▸ **What you need to do**: For the entries below, state how many lines include the string "find", and write nothing besides that number.

--- Material provided ---

use base64::Engine as _;
use base64::engine::general_purpose::STANDARD as BASE64;
use image::codecs::jpeg::JpegEncoder;
use image::imageops::FilterType;
use image::{DynamicImage, ImageFormat, Rgba, RgbaImage};
use serde::Serialize;
use shared::guardrails::OutputCandidate;
use shared::listing_store::{NumericRange, VectorFilters};
use shared::llm::{
    AgentCapability, ChatMessage, ChatRequest, ImageCaption, complete_with_telemetry,
    embed_with_telemetry, template_for_capability, validate_image_caption,
};
use shared::models::{ImageSearchHints, Listing};

use super::Pipeline;
use super::media::ListingMedia;
use crate::error::PipelineError;
use crate::observer::PipelineStage;

const ALLOWED_MIME_TYPES: &[(&str, ImageFormat)] = &[
    ("image/jpeg", ImageFormat::Jpeg),
    ("image/jpg", ImageFormat::Jpeg),
    ("image/png", ImageFormat::Png),
    ("image/webp", ImageFormat::WebP),
];
const MAX_IMAGE_BYTES: usize = 10 * 1024 * 1024;
const JPEG_QUALITY: u8 = 90;
const BEDS_WIDENING: f64 = 1.0;
const PRICE_WIDENING_RATIO: f64 = 0.15;
const CAPTION_INSTRUCTION: &str = "Describe this property photo.";

#[derive(Debug, Clone)]
pub struct ImageUpload {
    pub bytes: Vec<u8>,
    pub mime: String,
}

#[derive(Debug, Clone, PartialEq, Serialize)]
pub struct ImageSearchReply {
    pub caption: ImageCaption,
    #[serde(skip_serializing)]
    pub vector: Vec<f32>,
    pub listings: Vec<Listing>,
    pub media: Vec<ListingMedia>,
}

/// Image bytes ready for a vision model.
#[derive(Debug, Clone, PartialEq)]
pub(crate) struct PreparedImage {
    pub(crate) mime: String,
    pub(crate) bytes: Vec<u8>,
    pub(crate) downscaled: bool,
}

impl PreparedImage {
    pub(crate) fn data_url(&self) -> String {
        format!("data:{};base64,{}", self.mime, BASE64.encode(&self.bytes))
    }
}

/// Checks the mime allow-list, decodes, and re-encodes as JPEG when either side exceeds
/// `max_dimension`. Images within bounds are passed through untouched.
pub(crate) fn prepare_image(
    upload: &ImageUpload,
    max_dimension: u32,
) -> Result<PreparedImage, PipelineError> {
    let mime = upload.mime.trim().to_ascii_lowercase();
    let Some((_, format)) = ALLOWED_MIME_TYPES
        .iter()
        .find(|(allowed, _)| *allowed == mime)
    else {
        return Err(PipelineError::InvalidImage(format!(
            "unsupported mime type {mime}"
        )));
    };
    if upload.bytes.is_empty() {
        return Err(PipelineError::InvalidImage("image is empty".to_string()));
    }
    if upload.bytes.len() > MAX_IMAGE_BYTES {
        return Err(PipelineError::InvalidImage(format!(
            "image is {} bytes, maximum is {MAX_IMAGE_BYTES}",
            upload.bytes.len()
        )));
    }

    let decoded = image::load_from_memory_with_format(&upload.bytes, *format)
        .map_err(|err| PipelineError::InvalidImage(err.to_string()))?;
    if decoded.width() <= max_dimension && decoded.height() <= max_dimension {
        return Ok(PreparedImage {
            mime: if *format == ImageFormat::Jpeg {
                "image/jpeg".to_string()
            } else {
                mime
            },
            bytes: upload.bytes.clone(),
            downscaled: false,
        });
    }

    let resized = flatten_alpha(&decoded)
        .resize(max_dimension, max_dimension, FilterType::Triangle)
        .to_rgb8();
    let mut bytes = Vec::new();
    JpegEncoder::new_with_quality(&mut bytes, JPEG_QUALITY)
        .encode_image(&DynamicImage::ImageRgb8(resized))
        .map_err(|err| PipelineError::InvalidImage(err.to_string()))?;

    Ok(PreparedImage {
        mime: "image/jpeg".to_string(),
        bytes,
        downscaled: true,
    })
}

/// Composites transparent pixels over white so JPEG output has no black halos.
fn flatten_alpha(image: &DynamicImage) -> DynamicImage {
    let rgba = image.to_rgba8();
    let mut flattened = RgbaImage::new(rgba.width(), rgba.height());
    for (x, y, pixel) in rgba.enumerate_pixels() {
        let alpha = u16::from(pixel[3]);
        let blend =
            |channel: u8| -> u8 { (((u16::from(channel) * alpha) + (255 * (255 - alpha))) / 255) as u8 };
        flattened.put_pixel(
            x,
            y,
            Rgba([blend(pixel[0]), blend(pixel[1]), blend(pixel[2]), 255]),
        );
    }
    DynamicImage::ImageRgba8(flattened)
}

pub(crate) fn embedding_input(caption: &ImageCaption, hints: &ImageSearchHints) -> String {
    let mut text = caption.embedding_text();
    if let Some(city) = non_blank(hints.city.as_deref()) {
        text.push_str(&format!("; city: {city}"));
    }
    if let Some(property_type) = non_blank(hints.property_type.as_deref()) {
        text.push_str(&format!("; type: {property_type}"));
    }
    if let Some(beds) = hints.beds.filter(|beds| beds.is_finite() && *beds > 0.0) {
        text.push_str(&format!("; beds: {beds}"));
    }
    if let Some(price) = hints.price.filter(|price| price.is_finite() && *price > 0.0) {
        text.push_str(&format!("; price: {price:.0}"));
    }
    text
}

/// Exact city and type filters, beds widened by one either way and price by 15%.
pub(crate) fn vector_filters(hints: &ImageSearchHints) -> VectorFilters {
    VectorFilters {
        city: non_blank(hints.city.as_deref()).map(str::to_string),
        property_type: non_blank(hints.property_type.as_deref()).map(str::to_string),
        beds: hints
            .beds
            .filter(|beds| beds.is_finite() && *beds > 0.0)
            .map(|beds| NumericRange::around(beds, BEDS_WIDENING, BEDS_WIDENING)),
        price: hints
            .price
            .filter(|price| price.is_finite() && *price > 0.0)
            .map(|price| {
                let delta = price * PRICE_WIDENING_RATIO;
                NumericRange::around(price, delta, delta)
            }),
    }
}

fn non_blank(value: Option<&str>) -> Option<&str> {
    value.map(str::trim).filter(|value| !value.is_empty())
}

pub(super) async fn caption_image(
    pipeline: &Pipeline,
    requester_id: &str,
    image: &PreparedImage,
) -> Result<ImageCaption, PipelineError> {
    let request = ChatRequest::from_template(template_for_capability(AgentCapability::ImageCaption))
        .with_requester_id(requester_id)
        .with_message(ChatMessage::user(CAPTION_INSTRUCTION).with_image(image.data_url()));
    let (result, _) = complete_with_telemetry(
        pipeline.chat_model.as_ref(),
        request,
        pipeline.config.model_timeout(),
        requester_id,
    )
    .await;
    let completion =
        result.map_err(|err| PipelineError::upstream(PipelineStage::ImageCaption, err))?;

    let checked = pipeline
        .guardrails
        .check_output(OutputCandidate {
            text: &completion.text,
            expects_json: true,
            expected_listing_ids: None,
        })
        .map_err(|err| PipelineError::from_output_guardrail(PipelineStage::ImageCaption, err))?;
    validate_image_caption(&checked)
        .map_err(|err| PipelineError::malformed(PipelineStage::ImageCaption, err))
}

pub(super) async fn embed_caption(
    pipeline: &Pipeline,
    requester_id: &str,
    text: &str,
) -> Result<Vec<f32>, PipelineError> {
    let vector = embed_with_telemetry(
        pipeline.embedding_model.as_ref(),
        text,
        pipeline.config.embedding_timeout(),
        requester_id,
    )
    .await
    .map_err(|err| PipelineError::upstream(PipelineStage::Embedding, err))?;
    if vector.is_empty() {
        return Err(PipelineError::MalformedAgentOutput {
            stage: PipelineStage::Embedding,
            reason: "embedding is empty".to_string(),
        });
    }
    Ok(vector)
}

pub(super) async fn nearest_listings(
    pipeline: &Pipeline,
    vector: &[f32],
    k: usize,
    filters: &VectorFilters,
) -> Result<Vec<Listing>, PipelineError> {
    let query = pipeline.listing_store.nearest_by_vector(vector, k, filters);
    match tokio::time::timeout(pipeline.config.store_timeout(), query).await {
        Ok(result) => result.map_err(|err| PipelineError::store(PipelineStage::VectorSearch, err)),
        Err(_) => Err(PipelineError::UpstreamTimeout {
            stage: PipelineStage::VectorSearch,
        }),
    }
}
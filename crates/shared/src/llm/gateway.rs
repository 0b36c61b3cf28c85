use std::future::Future;
use std::pin::Pin;

use serde::{Deserialize, Serialize};
use thiserror::Error;

use super::contracts::AgentCapability;
use super::prompts::PromptTemplate;
use crate::models::{ChatRole, ChatTurn};

pub type ChatModelFuture<'a> =
    Pin<Box<dyn Future<Output = Result<ChatCompletion, LlmGatewayError>> + Send + 'a>>;

#[derive(Debug, Clone, Copy, PartialEq, Eq)]
pub enum ResponseFormat {
    Text,
    JsonObject,
}

#[derive(Debug, Clone, PartialEq)]
pub struct ChatMessage {
    pub role: ChatRole,
    pub text: String,
    /// `data:` URL of an attached image, for vision-capable models.
    pub image_data_url: Option<String>,
}

impl ChatMessage {
    pub fn user(text: impl Into<String>) -> Self {
        Self {
            role: ChatRole::User,
            text: text.into(),
            image_data_url: None,
        }
    }

    pub fn assistant(text: impl Into<String>) -> Self {
        Self {
            role: ChatRole::Assistant,
            text: text.into(),
            image_data_url: None,
        }
    }

    pub fn with_image(mut self, data_url: impl Into<String>) -> Self {
        self.image_data_url = Some(data_url.into());
        self
    }
}

impl From<&ChatTurn> for ChatMessage {
    fn from(turn: &ChatTurn) -> Self {
        Self {
            role: turn.role,
            text: turn.text.clone(),
            image_data_url: None,
        }
    }
}

#[derive(Debug, Clone)]
pub struct ChatRequest {
    pub capability: AgentCapability,
    pub requester_id: Option<String>,
    pub system_prompt: Option<String>,
    pub messages: Vec<ChatMessage>,
    pub response_format: ResponseFormat,
}

impl ChatRequest {
    pub fn from_template(template: PromptTemplate) -> Self {
        Self {
            capability: template.capability,
            requester_id: None,
            system_prompt: Some(template.system_prompt),
            messages: Vec::new(),
            response_format: if template.capability.expects_json() {
                ResponseFormat::JsonObject
            } else {
                ResponseFormat::Text
            },
        }
    }

    pub fn with_requester_id(mut self, requester_id: impl AsRef<str>) -> Self {
        let trimmed = requester_id.as_ref().trim();
        if !trimmed.is_empty() {
            self.requester_id = Some(trimmed.to_string());
        }
        self
    }

    pub fn with_message(mut self, message: ChatMessage) -> Self {
        self.messages.push(message);
        self
    }

    pub fn with_messages(mut self, messages: impl IntoIterator<Item = ChatMessage>) -> Self {
        self.messages.extend(messages);
        self
    }

    /// Text of the last user message, if any.
    pub fn last_user_text(&self) -> Option<&str> {
        self.messages
            .iter()
            .rev()
            .find(|message| message.role == ChatRole::User)
            .map(|message| message.text.as_str())
    }
}

#[derive(Debug, Clone, Default, Serialize, Deserialize)]
pub struct LlmTokenUsage {
    pub prompt_tokens: u32,
    pub completion_tokens: u32,
    pub total_tokens: u32,
}

#[derive(Debug, Clone, Serialize, Deserialize)]
pub struct ChatCompletion {
    pub model: String,
    pub provider_request_id: Option<String>,
    pub text: String,
    pub usage: Option<LlmTokenUsage>,
}

#[derive(Debug, Clone, PartialEq, Eq, Error)]
pub enum LlmGatewayError {
    #[error("llm provider request timed out")]
    Timeout,
    #[error("llm provider request failed: {0}")]
    ProviderFailure(String),
    #[error("llm provider returned an invalid payload: {0}")]
    InvalidProviderPayload(String),
}

pub trait ChatModel: Send + Sync {
    fn complete<'a>(&'a self, request: ChatRequest) -> ChatModelFuture<'a>;
}
mod support;

use std::sync::atomic::Ordering;

use assistant_runtime::{ImageUpload, PipelineError, PipelineStage};
use shared::llm::AgentCapability;
use shared::models::ImageSearchHints;

use support::{StubChatModel, default_reply, harness, png_bytes};

fn png_upload(width: u32, height: u32) -> ImageUpload {
    ImageUpload {
        bytes: png_bytes(width, height),
        mime: "image/png".to_string(),
    }
}

#[tokio::test]
async fn photo_search_captions_embeds_and_filters_by_hints() {
    let harness = harness(StubChatModel::new());
    let hints = ImageSearchHints {
        city: Some("Austin".to_string()),
        ..ImageSearchHints::default()
    };

    let reply = harness
        .runtime
        .handle_image(png_upload(64, 48), Some(2), hints)
        .await
        .expect("image search should succeed");

    assert_eq!(reply.caption.exterior_material, "brick");
    assert_eq!(reply.listings.len(), 2);
    let ids = reply
        .listings
        .iter()
        .map(|listing| listing.id.as_str())
        .collect::<Vec<_>>();
    assert!(ids.contains(&"atx-1") && ids.contains(&"atx-3"), "{ids:?}");
    assert_eq!(reply.media.len(), 2);

    let inputs = harness.embeddings.inputs.lock().expect("inputs").clone();
    assert_eq!(inputs.len(), 1);
    assert!(inputs[0].contains("brick"));
    assert!(inputs[0].contains("city: Austin"));

    let caption_requests = harness.model.requests_for(AgentCapability::ImageCaption);
    let image_url = caption_requests[0].messages[0]
        .image_data_url
        .as_deref()
        .expect("caption request carries the photo");
    assert!(image_url.starts_with("data:image/png;base64,"));
    assert_eq!(harness.model.calls(AgentCapability::Router), 0);
}

#[tokio::test]
async fn oversized_photos_are_downscaled_to_jpeg() {
    let harness = harness(StubChatModel::new());

    harness
        .runtime
        .handle_image(png_upload(2_400, 300), None, ImageSearchHints::default())
        .await
        .expect("image search should succeed");

    let caption_requests = harness.model.requests_for(AgentCapability::ImageCaption);
    let image_url = caption_requests[0].messages[0]
        .image_data_url
        .as_deref()
        .expect("caption request carries the photo");
    assert!(image_url.starts_with("data:image/jpeg;base64,"));
}

#[tokio::test]
async fn unsupported_or_corrupt_uploads_are_invalid_images() {
    let harness = harness(StubChatModel::new());

    let gif = harness
        .runtime
        .handle_image(
            ImageUpload {
                bytes: b"GIF89a".to_vec(),
                mime: "image/gif".to_string(),
            },
            None,
            ImageSearchHints::default(),
        )
        .await
        .expect_err("gif is not accepted");
    assert!(matches!(gif, PipelineError::InvalidImage(_)));

    let corrupt = harness
        .runtime
        .handle_image(
            ImageUpload {
                bytes: vec![0x89, b'P', b'N', b'G', 0, 1, 2],
                mime: "image/png".to_string(),
            },
            None,
            ImageSearchHints::default(),
        )
        .await
        .expect_err("truncated png cannot decode");
    assert!(matches!(corrupt, PipelineError::InvalidImage(_)));

    assert_eq!(harness.model.total_calls(), 0);
    assert_eq!(harness.embeddings.calls.load(Ordering::SeqCst), 0);
}

#[tokio::test]
async fn caption_that_is_not_json_fails_before_embedding() {
    let model = StubChatModel::with_responder(|request, _| match request.capability {
        AgentCapability::ImageCaption => Ok("A lovely brick home.".to_string()),
        _ => default_reply(request),
    });
    let harness = harness(model);

    let err = harness
        .runtime
        .handle_image(png_upload(32, 32), None, ImageSearchHints::default())
        .await
        .expect_err("prose caption must be rejected");
    assert!(matches!(
        err,
        PipelineError::MalformedAgentOutput {
            stage: PipelineStage::ImageCaption,
            ..
        }
    ));
    assert_eq!(harness.embeddings.calls.load(Ordering::SeqCst), 0);
}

---

▸ **Your solution**: 2